Choose a reason for hiding this comment

The reason will be displayed to describe this comment to others. Learn more.

If I'm reading this right, if a module crashes at the same time the mod manager has the lock for an unrelated reason (perhaps adding a resource to a different module), we'll give up on restarting the module? Is there some other means that would restart it?

And I suppose the problem (based on the comment) from just using the mod.inRecoveryLock here is that module reconfiguration does not take the in recovery lock, but would need to (for the purpose of serializing with restarts -- which it definitely does from a logic perspective)?

Copy link
Member Author

Choose a reason for hiding this comment

The reason will be displayed to describe this comment to others. Learn more.

we'll give up on restarting the module

Correct

Is there some other means that would restart it?

Not that I'm aware of

And I suppose the problem (based on the comment) from just using the mod.inRecoveryLock here is that module reconfiguration does not take the in recovery lock...

Correct, that lock was only ever taken by the restart callback. I actually removed it (and that weird atomic bool) since taking the modmananger lock made it unnecessary.

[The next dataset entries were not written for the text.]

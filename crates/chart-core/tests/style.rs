// File: crates/chart-core/tests/style.rs
// Purpose: Stylesheet cascade: precedence, inheritance, normalisation, parsing errors.

use chart_core::style::{normalize_color, Selector, StyleResolver, DEFAULT_CSS};
use chart_core::{ChartError, Element, Stylesheet};

fn resolve(sheet: &Stylesheet, path: &[&Element], property: &str) -> String {
    let (element, ancestors) = path.split_last().unwrap();
    sheet.computed_value(element, ancestors, property)
}

#[test]
fn precedence_inline_then_rules_then_attribute() {
    let sheet = Stylesheet::parse("rect { fill: blue } .box { fill: #00ff00 }").unwrap();
    let root = Element::new("svg");

    let plain = Element::new("rect").attr("fill", "red");
    assert_eq!(resolve(&sheet, &[&root, &plain], "fill"), "rgb(0, 0, 255)");

    let classed = Element::new("rect").attr("class", "box").attr("fill", "red");
    assert_eq!(resolve(&sheet, &[&root, &classed], "fill"), "rgb(0, 255, 0)");

    let inline = classed.clone().attr("style", "fill: white");
    assert_eq!(resolve(&sheet, &[&root, &inline], "fill"), "rgb(255, 255, 255)");

    let circle = Element::new("circle").attr("fill", "red");
    assert_eq!(resolve(&sheet, &[&root, &circle], "fill"), "rgb(255, 0, 0)");
}

#[test]
fn later_rule_wins_equal_specificity() {
    let sheet = Stylesheet::parse(".a { stroke: red } .a { stroke: blue }").unwrap();
    let e = Element::new("path").attr("class", "a");
    assert_eq!(resolve(&sheet, &[&e], "stroke"), "rgb(0, 0, 255)");
}

#[test]
fn descendant_selectors_and_specificity() {
    let sheet = Stylesheet::parse("#chart text { font-size: 20px } .axis text { font-size: 9px }").unwrap();
    let svg = Element::new("svg").attr("id", "chart");
    let g = Element::new("g").attr("class", "axis");
    let text = Element::new("text");
    assert_eq!(resolve(&sheet, &[&svg, &g, &text], "font-size"), "20px");
    assert_eq!(resolve(&sheet, &[&g, &text], "font-size"), "9px");
    assert_eq!(resolve(&sheet, &[&text], "font-size"), "16px");

    let sel = Selector::parse(".linechart text.reference").unwrap();
    assert_eq!(sel.specificity(), (0, 2, 1));
    assert!(Selector::parse("a..b").is_none());
}

#[test]
fn inheritance_and_keywords() {
    let sheet = Stylesheet::parse(".axis { color: #999; font-family: serif } line { stroke: currentColor }").unwrap();
    let g = Element::new("g").attr("class", "axis").attr("visibility", "hidden");
    let line = Element::new("line");
    assert_eq!(resolve(&sheet, &[&g, &line], "stroke"), "rgb(153, 153, 153)");
    assert_eq!(resolve(&sheet, &[&g, &line], "visibility"), "hidden");
    assert_eq!(resolve(&sheet, &[&g, &line], "font-family"), "serif");

    let explicit = Element::new("text").attr("fill", "inherit");
    let parent = Element::new("g").attr("fill", "#ff0000");
    assert_eq!(resolve(&sheet, &[&parent, &explicit], "fill"), "rgb(255, 0, 0)");
}

#[test]
fn initial_values_when_nothing_applies() {
    let sheet = Stylesheet::new();
    let e = Element::new("path");
    assert_eq!(resolve(&sheet, &[&e], "fill"), "rgb(0, 0, 0)");
    assert_eq!(resolve(&sheet, &[&e], "stroke"), "none");
    assert_eq!(resolve(&sheet, &[&e], "stroke-width"), "1px");
    assert_eq!(resolve(&sheet, &[&e], "visibility"), "visible");
}

#[test]
fn bare_lengths_become_pixels() {
    let sheet = Stylesheet::new();
    let e = Element::new("text").attr("font-size", 10);
    assert_eq!(resolve(&sheet, &[&e], "font-size"), "10px");
}

#[test]
fn colour_normalisation() {
    assert_eq!(normalize_color("#abc"), "rgb(170, 187, 204)");
    assert_eq!(normalize_color("#FF7F0E"), "rgb(255, 127, 14)");
    assert_eq!(normalize_color("rgb(1,2,3)"), "rgb(1, 2, 3)");
    assert_eq!(normalize_color("steelblue"), "rgb(70, 130, 180)");
    assert_eq!(normalize_color("none"), "none");
}

#[test]
fn comments_and_selector_lists() {
    let sheet = Stylesheet::parse("/* x */ .a, .b { fill: red } /* trailing */").unwrap();
    assert_eq!(sheet.len(), 2);
}

#[test]
fn malformed_css_is_an_error() {
    assert!(matches!(Stylesheet::parse(".a { fill: red"), Err(ChartError::Stylesheet { .. })));
    assert!(matches!(Stylesheet::parse(".a { fill red }"), Err(ChartError::Stylesheet { .. })));
    assert!(matches!(Stylesheet::parse(".a { fill: red } stray"), Err(ChartError::Stylesheet { block: 1, .. })));
}

#[test]
fn default_stylesheet_parses() {
    let sheet = Stylesheet::parse(DEFAULT_CSS).unwrap();
    assert_eq!(sheet, Stylesheet::default_chart());
    assert!(!sheet.is_empty());
}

@viambot viambot added safe to test This pull request is marked safe to test from a trusted zone and removed safe to test This pull request is marked safe to test from a trusted zone labels May 9, 2025
@viambot viambot added safe to test This pull request is marked safe to test from a trusted zone and removed safe to test This pull request is marked safe to test from a trusted zone labels May 9, 2025
@viambot viambot added safe to test This pull request is marked safe to test from a trusted zone and removed safe to test This pull request is marked safe to test from a trusted zone labels May 9, 2025
@viambot viambot added safe to test This pull request is marked safe to test from a trusted zone and removed safe to test This pull request is marked safe to test from a trusted zone labels May 9, 2025
@viambot viambot added safe to test This pull request is marked safe to test from a trusted zone and removed safe to test This pull request is marked safe to test from a trusted zone labels May 13, 2025
@viambot viambot added safe to test This pull request is marked safe to test from a trusted zone and removed safe to test This pull request is marked safe to test from a trusted zone labels May 13, 2025
@viambot viambot removed the safe to test This pull request is marked safe to test from a trusted zone label May 14, 2025
@viambot viambot added the safe to test This pull request is marked safe to test from a trusted zone label May 14, 2025
@viambot viambot added safe to test This pull request is marked safe to test from a trusted zone and removed safe to test This pull request is marked safe to test from a trusted zone labels May 14, 2025
@viambot viambot added safe to test This pull request is marked safe to test from a trusted zone and removed safe to test This pull request is marked safe to test from a trusted zone labels May 14, 2025
@viambot viambot added safe to test This pull request is marked safe to test from a trusted zone and removed safe to test This pull request is marked safe to test from a trusted zone labels May 14, 2025
@viambot viambot added safe to test This pull request is marked safe to test from a trusted zone and removed safe to test This pull request is marked safe to test from a trusted zone labels May 15, 2025
@jmatth
Copy link
Member Author

jmatth commented May 15, 2025

Ok, this should be good to go now. Sorry for the extra noise that moving module and it's methods into their own file causes. The functional changes are all in modmanager:

  • When removing a module we now always set pendingRemoval even if it doesn't have any resources
  • In the unexpected restart handler, we
    • Take the manager lock to avoid racing with any Reconfigure calls or similar
      • This also removed the need for separate restart locks / atomics on the module itself so I removed them
    • Check if the module is either pending removal or the process is already running, and abandon the restart attempt if so

@jmatth jmatth requested a review from dgottlieb May 15, 2025 14:34
// closed.
// Always mark pendingRemoval even if there is no more work to do because the
// restart handler checks it to avoid restarting a removed module.
mod.pendingRemoval = true
Copy link
Member

Choose a reason for hiding this comment

The reason will be displayed to describe this comment to others. Learn more.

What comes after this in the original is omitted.